Your feedback is always welcome.

Chetan Sharma

Mobile Industry Predictions – 2008 January 1, 2008

Posted by chetan in : 3G,4G,AORTA,ARPU,BRIC,Carriers,European Wireless Market,Indian Wireless Market,Intellectual Property,Japan Wireless Market,Location Based Services,M&A,Mergers and Acquisitions,Messaging,Microsoft Mobile,Middleware,Mobile Advertising,Mobile Applications,Mobile Content,Mobile Ecosystem,Mobile Entertainment,Mobile Gaming,Mobile Search,Mobile TV,Mobile Usability,MVNO,Privacy,Smart Phones,Speech Recognition,Unified Messaging,US Wireless Market,Wi-Fi,WiMax,Wireless Value Chain,Worldwide Wireless Market , 9 comments

I never think of future, it comes soon enough – Albert Einstein

First things first. Wish you a very happy and successful 2008.

Before we look at what’s to come, let’s do a quick wrap-up of the year that was.

2007 will clearly be remembered as “the year of iPhone.” While there were several other “events/trends of interest” through-out the year, nothing captured the imagination of the world like the iPhone. It was significant for another big reason – it had a profound impact on the business model and ecosystem dynamics. Q4 2007 was also significant for the deafening roar that resonated around “Openness”.

Steve Ballmer exclaimed mobile to be the next battleground while Eric Schmidt pondered why mobile phones are not free (subsidized by Google ads of course).

Google played its chess game effectively and though it is unlikely to play to win the 700 MHz auction or even if they do win would be able to do anything substantive in the short-term, they did, however, with Android and spectrum gambit, force some of the regulation-wary operators to take a stance on openness. Nokia is putting together a brilliant services strategy that looks to connect directly to the consumer. Competition and coopitition will have a different meaning going forward.

Things were looking positive for WiMAX until the end of the year when Clearwire was left standing on its own. It will look towards Google, Sprint, Motorola, and others to rescue its fate.
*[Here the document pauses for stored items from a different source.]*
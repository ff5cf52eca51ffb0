// SPDX-License-Identifier: BUSL-1.1
// Copyright (c) 2026 Alfred Jean LLC

use super::*;

fn sample() -> Workspace {
    Workspace::new(
        "/tmp/client-0-abcd",
        "client-0",
        vec![
            PathBuf::from("build.gradle.kts"),
            PathBuf::from("src/main/kotlin/Main.kt"),
        ],
    )
}

#[test]
fn resolve_joins_root() {
    let ws = sample();
    assert_eq!(
        ws.resolve("src/main/kotlin/Main.kt"),
        PathBuf::from("/tmp/client-0-abcd/src/main/kotlin/Main.kt")
    );
}

#[test]
fn contains_matches_relative_paths_only() {
    let ws = sample();
    assert!(ws.contains("build.gradle.kts"));
    assert!(ws.contains("src/main/kotlin/Main.kt"));
    assert!(!ws.contains("Main.kt"));
}

#[test]
fn accessors() {
    let ws = sample();
    assert_eq!(ws.project(), "client-0");
    assert_eq!(ws.root(), Path::new("/tmp/client-0-abcd"));
    assert_eq!(ws.files().len(), 2);
}
// SPDX-License-Identifier: BUSL-1.1
// Copyright (c) 2026 Alfred Jean LLC

//! Centralized environment variable access for the engine crate.

use std::path::PathBuf;

fn parse_u64(var: &str) -> Option<u64> {
    std::env::var(var).ok().and_then(|s| s.trim().parse::<u64>().ok())
}

/// `1`/`true`/`yes` enable, `0`/`false`/`no` disable, anything else is ignored
fn parse_flag(var: &str) -> Option<bool> {
    let value = std::env::var(var).ok()?;
    match value.trim().to_ascii_lowercase().as_str() {
        "1" | "true" | "yes" => Some(true),
        "0" | "false" | "no" => Some(false),
        _ => None,
    }
}

fn non_empty(var: &str) -> Option<String> {
    std::env::var(var).ok().filter(|s| !s.trim().is_empty())
}

/// Language server address override
pub fn address() -> Option<String> {
    non_empty("LSPLOAD_ADDR")
}

pub fn soak_ms() -> Option<u64> {
    parse_u64("LSPLOAD_SOAK_MS")
}

pub fn max_delay_ms() -> Option<u64> {
    parse_u64("LSPLOAD_MAX_DELAY_MS")
}

pub fn seed() -> Option<u64> {
    parse_u64("LSPLOAD_SEED")
}

pub fn concurrent_init() -> Option<bool> {
    parse_flag("LSPLOAD_CONCURRENT_INIT")
}

pub fn shared_workspace() -> Option<bool> {
    parse_flag("LSPLOAD_SHARED_WORKSPACE")
}

pub fn detached() -> Option<bool> {
    parse_flag("LSPLOAD_DETACHED")
}

pub fn with_edits() -> Option<bool> {
    parse_flag("LSPLOAD_WITH_EDITS")
}

/// Directory of `.template` files replacing the bundled set
pub fn template_dir() -> Option<PathBuf> {
    non_empty("LSPLOAD_TEMPLATE_DIR").map(PathBuf::from)
}

/// Parent directory for provisioned workspaces
pub fn workspace_base() -> Option<PathBuf> {
    non_empty("LSPLOAD_WORKSPACE_DIR").map(PathBuf::from)
}
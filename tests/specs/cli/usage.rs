//! Argument handling and exit codes

use crate::prelude::*;

#[test]
fn no_arguments_prints_usage_and_exits_1() {
    cli()
        .fails()
        .code(1)
        .stderr_has("Usage")
        .stdout_is_empty();
}

#[test]
fn extra_positional_argument_prints_usage() {
    cli().args(&["2", "3"]).fails().code(1).stderr_has("Usage");
}

#[test]
fn unknown_flag_prints_usage() {
    cli()
        .args(&["2", "--no-such-flag"])
        .fails()
        .code(1)
        .stderr_has("Usage");
}

#[test]
fn non_numeric_client_count_is_rejected() {
    cli().args(&["abc"]).fails().code(1).stderr_has("abc");
}

#[test]
fn zero_clients_is_rejected() {
    cli().args(&["0"]).fails().code(1);
}

#[test]
fn negative_client_count_is_rejected() {
    cli().args(&["--", "-3"]).fails().code(1);
}

#[test]
fn help_exits_0() {
    cli()
        .args(&["--help"])
        .passes()
        .stdout_has("Usage")
        .stdout_has("--soak-ms");
}

#[test]
fn missing_config_file_is_an_error() {
    let dir = tempfile::tempdir().unwrap();
    let missing = dir.path().join("absent.toml");
    cli()
        .args(&["1", "--config", missing.to_str().unwrap()])
        .fails()
        .code(1)
        .stderr_has("Error:");
}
Mobile Advertising was hailed as a great savior of mobile content and mobile revenues in general. Blyk even launched an advertising-based MVNO. We made significant headway in energizing the sub segment but the tough problems of privacy, education, control, fragmentation, and user experience remain. LBS picked up steam and mobility started to get into the alternate consumer device universe.

In terms of actual dollars, mobile data market continued its steady growth with substantial shifts in revenue towards non-SMS data applications and services. Several operators are doing $2B/quarter+ in data revenues. Several subscription milestones throughout the year: 3B worldwide, 500M China, 250M US, 225M India. 3G continued to inch towards mass-market in western markets (20-25% penetration) while in Korea and Japan, it was getting hard to find people without 3G (70%+ penetration).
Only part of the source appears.